Meanwhile, every pathetic racist in the land feels emboldened to make life miserable and uncomfortable for everyone that looks even mildly foreign. Scotland wants out of the UK if it means leaving the EU, as does Gibraltar, as does Northern Ireland.

The wheels are already coming off the Vote Leave promises, there are widespread reports of “buyers remorse” amongst leave voters, and the heroes of the hour (Gove, Johnson Major, Farage, Carswell) are conspicuous by their absence.

Both major political parties are currently imploding, with Cameron’s replacement due to start in September and Corbyn’s any time from tomorrow.

And this is T+4 on our “independence day”.  In Book of Revelation terms (which is really the only viable comparison we have) we still haven’t got to the end of the letters to the seven churches – and this with the unlikely figure of Nick Clegg as St John of Patmos.

There are so many questions, and so few answers, I feel justified in stepping into the bounds of probabilistic interpretation whilst (hopefully) dropping some constitutional science on those assembled.

What almost certainly won’t happen…

rerun of the referendum. Yes – there were lies told. But movements legally challenge the referendum result, and/or require a new one (perhaps on modified rules) are doomed to failure. The reason is simple: the referendum wasn’t legally binding. Parliament is sovereign so this and all other UK referendums (with the exception of the 2011 AV referendum which had specific provision in this regard) are advisory only. That said, it is pretty clear advice that would be politically difficult to ignore…

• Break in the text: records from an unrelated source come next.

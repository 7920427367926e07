//! Query and compare execution
//!
//! Both scans stream their input one line at a time and write matches
//! through the same `BatchWriter`.
//!
//! # Query
//!
//! Filters one dataset: every row is decoded, its clause fields are
//! type-checked, clause results are combined with ALL or ANY, and matching
//! rows are projected onto the selected fields.
//!
//! # Compare
//!
//! Joins a source and a compare dataset in a nested loop on key fields,
//! keeping matching or non-matching pairs, then filters and projects the
//! joined pair.
//!
//! # Failure
//!
//! Field and condition errors are raised before the output is opened. A
//! decode or type error mid-scan aborts the scan; lines already flushed
//! remain in the output file.

mod compare;
mod errors;
mod executor;
mod filters;
mod options;
mod result;
mod sink;

pub use compare::CompareEngine;
pub use errors::{ExecutorError, ExecutorResult};
pub use executor::QueryExecutor;
pub use filters::{PreparedClause, RowFilter};
pub use options::{ExecutionOptions, DEFAULT_FLUSH_THRESHOLD};
pub use result::ExecutionResult;
pub use sink::BatchWriter;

A speedy negotiation and withdrawal. To leave the EU, parliament has to empower the Prime Minister of the day to enact Article 50 of the Lisbon Treaty (The Treaty on the Functioning of the European Union). We know now that we won’t have a prime minister (to all sensible intents and purposes) in post until September at the earliest. And even then, both houses of parliament would have to agree (majority) to grant this power.

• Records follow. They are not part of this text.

//! Single-dataset query executor
//!
//! Execution flow (strict order):
//! 1. Check select and clause fields against the header
//! 2. Resolve every clause condition
//! 3. Open the dataset, then the output; write the header unless appending
//! 4. For each data line: decode, type-check clauses, evaluate, combine
//! 5. Project matches and hand them to the batch writer
//! 6. Flush the remainder
//!
//! Steps 1 and 2 fail before the output file is touched.

use std::path::Path;

use crate::dataset::Dataset;
use crate::observability::{log_event_with_fields, Event, ObservationScope};
use crate::query::{Clause, Combinator, QueryError};

use super::errors::{ExecutorError, ExecutorResult};
use super::filters::RowFilter;
use super::options::ExecutionOptions;
use super::result::ExecutionResult;
use super::sink::BatchWriter;

/// Trims requested field names.
pub(super) fn normalize_fields(fields: &[String]) -> Vec<String> {
    fields.iter().map(|f| f.trim().to_string()).collect()
}

/// Logs a rejected scan with its error code.
pub(super) fn log_rejection(event: Event, err: &ExecutorError) {
    let reason = err.to_string();
    log_event_with_fields(event, &[("code", err.code()), ("reason", reason.as_str())]);
}

/// Filters one dataset into an output file
pub struct QueryExecutor<'a> {
    dataset: &'a Dataset,
    options: ExecutionOptions,
}

impl<'a> QueryExecutor<'a> {
    /// Creates an executor with default options
    pub fn new(dataset: &'a Dataset) -> Self {
        Self::with_options(dataset, ExecutionOptions::default())
    }

    pub fn with_options(dataset: &'a Dataset, options: ExecutionOptions) -> Self {
        Self { dataset, options }
    }

    pub fn options(&self) -> &ExecutionOptions {
        &self.options
    }

    /// Writes the `select` projection of every row matching `clauses` to
    /// `output`.
    ///
    /// Clause results are combined with ALL when `match_all`, else ANY, so
    /// an empty clause list matches every row or none. Without `append` the
    /// output is truncated and starts with a header line of `select`.
    ///
    /// # Errors
    ///
    /// - `DATATOOL_EMPTY_SELECTION` if `select` is empty
    /// - `DATATOOL_FIELD_HEADER` if a select or clause field is not in the header
    /// - `DATATOOL_UNKNOWN_CONDITION` if a clause names no registered condition
    /// - `DATATOOL_CONDITION_TYPE` if a row's type does not fit a clause
    /// - `DATATOOL_DECODE_FAILED` on a malformed data line
    pub fn query(
        &self,
        select: &[String],
        clauses: &[Clause],
        match_all: bool,
        output: impl AsRef<Path>,
        append: bool,
    ) -> ExecutorResult<ExecutionResult> {
        let output = output.as_ref();

        let (select, mut filter) = match self.prepare(select, clauses, match_all) {
            Ok(prepared) => prepared,
            Err(e) => {
                log_rejection(Event::QueryRejected, &e);
                return Err(e);
            }
        };

        let dataset_path = self.dataset.path().display().to_string();
        let output_path = output.display().to_string();
        let scope = ObservationScope::with_fields(
            "QUERY",
            &[
                ("dataset", dataset_path.as_str()),
                ("output", output_path.as_str()),
                ("combinator", filter.combinator().as_str()),
            ],
        );

        match self.scan(&select, &mut filter, output, append) {
            Ok(matched) => {
                let records = matched.to_string();
                scope.complete_with_fields(&[("records", records.as_str())]);
                Ok(ExecutionResult::new(output, matched))
            }
            Err(e) => {
                if e.as_query().is_some() {
                    log_rejection(Event::QueryRejected, &e);
                }
                scope.fail(&e.to_string());
                Err(e)
            }
        }
    }

    fn prepare(
        &self,
        select: &[String],
        clauses: &[Clause],
        match_all: bool,
    ) -> ExecutorResult<(Vec<String>, RowFilter)> {
        self.options.validate()?;

        let select = normalize_fields(select);
        if select.is_empty() {
            return Err(QueryError::empty_selection().into());
        }

        let header = self.dataset.header();
        let missing = header.missing(&select);
        if !missing.is_empty() {
            return Err(QueryError::field_header(missing, header.names()).into());
        }

        let clause_fields: Vec<String> = clauses.iter().map(|c| c.field.trim().to_string()).collect();
        let missing = header.missing(&clause_fields);
        if !missing.is_empty() {
            return Err(QueryError::field_header(missing, header.names()).into());
        }

        let filter = RowFilter::prepare(
            clauses,
            Combinator::from_match_all(match_all),
            self.options.validation,
        )?;
        Ok((select, filter))
    }

    fn scan(
        &self,
        select: &[String],
        filter: &mut RowFilter,
        output: &Path,
        append: bool,
    ) -> ExecutorResult<u64> {
        let mut reader = self.dataset.reader()?;
        let mut writer = BatchWriter::create(
            output,
            *self.dataset.dialect(),
            self.options.flush_threshold,
            append,
        )?;
        if !append {
            writer.write_header(select)?;
        }

        while let Some(row) = reader.next_row()? {
            if filter.matches(&row)? {
                writer.push_row(&row.project(select))?;
            }
        }

        writer.finish()
    }
}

As both houses have significant majorities that are opposed to leaving the EU, and as a person who may well become prime minister (I know, I’m sorry…) has already expressed a desire to take things slowly this would be no mean accomplishment. And though the EU may demand speedy resolution, not least to settle the uncertainty that will likely affect economies around the world, they have no power to force Britain to declare article 50.

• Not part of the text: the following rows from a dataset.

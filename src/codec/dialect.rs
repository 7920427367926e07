//! Field delimiter and quote configuration

use super::errors::{CodecError, CodecResult};

/// Delimiter and quote character shared by every line of one file.
#[derive(Debug, Clone, Copy, PartialEq, Eq)]
pub struct Dialect {
    /// Field delimiter (default `,`)
    pub delimiter: u8,
    /// Quote character enclosing values that contain the delimiter (default `"`)
    pub quote: u8,
}

impl Default for Dialect {
    fn default() -> Self {
        Self {
            delimiter: b',',
            quote: b'"',
        }
    }
}

impl Dialect {
    /// Creates a dialect from single-byte characters.
    pub fn new(delimiter: u8, quote: u8) -> CodecResult<Self> {
        if delimiter == quote {
            return Err(CodecError::AmbiguousDialect(delimiter as char));
        }
        Ok(Self { delimiter, quote })
    }

    /// Tab separated, double-quote enclosed.
    pub fn tsv() -> Self {
        Self {
            delimiter: b'\t',
            quote: b'"',
        }
    }

    /// Sets the delimiter.
    pub fn with_delimiter(mut self, delimiter: u8) -> Self {
        self.delimiter = delimiter;
        self
    }

    /// Sets the quote character.
    pub fn with_quote(mut self, quote: u8) -> Self {
        self.quote = quote;
        self
    }

    pub(crate) fn reader(&self) -> csv::ReaderBuilder {
        let mut builder = csv::ReaderBuilder::new();
        builder
            .has_headers(false)
            .delimiter(self.delimiter)
            .quote(self.quote)
            .flexible(true)
            .trim(csv::Trim::All);
        builder
    }

    pub(crate) fn writer(&self) -> csv::WriterBuilder {
        let mut builder = csv::WriterBuilder::new();
        builder
            .has_headers(false)
            .delimiter(self.delimiter)
            .quote(self.quote)
            .quote_style(csv::QuoteStyle::Necessary)
            .terminator(csv::Terminator::Any(b'\n'));
        builder
    }
}
use auitheme_project::ProjectFile;
use auitheme_section::LoadConfig;

use crate::cmd::DumpArgs;
use crate::exit::{project_error, CliError, CliResult, INTERNAL, SUCCESS};

/// Dump always emits JSON; `--format` does not apply.
pub fn run(args: DumpArgs, load: &LoadConfig) -> CliResult<i32> {
    let file =
        ProjectFile::load(&args.path, load).map_err(|err| project_error("load failed", err))?;

    let json = if args.pretty {
        serde_json::to_string_pretty(file.project())
    } else {
        serde_json::to_string(file.project())
    }
    .map_err(|err| CliError::new(INTERNAL, format!("failed to encode project: {err}")))?;

    println!("{json}");
    Ok(SUCCESS)
}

Those who voted to “take control” may reflect here that this is possibly the last point we would have control over our relationship with Europe, so given our complete lack of preparedness to negotiate time is very much not of the essence.

Anarchy in the streets. Angry citizens on both sides will march, chant and campaign. Millions of people will sign entirely useless petitions. Some idiots will be violent and deeply unpleasant, they will be (rightly) arrested and imprisoned. But as a population looks to the government to protect them from the consequences (devaluation, economic slowdown, job losses…) of the referendum it is unlikely to simultaneously enact full communism/a neo-fascist junta.

What probably won’t happen…

Brexit. Boom. I went there. For the reasons given above, I would be hugely surprised if Britain ever uses article 50. And as there are no other ways to leave the EU, that would very much be that. Practically nobody in government wants to actually leave the EU, even Boris has been clear all along he wants to use a vote to leave as a bargaining tool.

As we progress through a long, painful, summer it is likely that public mood will tend towards “bregret” as the bad news continues. A new PM in September may opt to seal the deal via a snap election won on an explicit anti-brexit stand – possibly with some concessions from the EU to sweeten the deal.

Pariah lawmaking. As the international community attempts to navigate what are already difficulty delicate geo-political and economic waters, the need to punish and isolate the UK will be unlikely to be forefront in their mind. The remorseless logic of capital, and the “function” of the market in idenifying and pricing in risk will make things far worse for us Brits – punative policymaking and sanctions from other nation-states or international groupings are very unlikely to.

However, there is a small chance that if the brexit vote sparks a wave of similar referendums in Europe the EU may wish to make an example of the United Kingdom- though I’d guess it is more likely that we would be already be a cautionary tale thanks to the invisible hand.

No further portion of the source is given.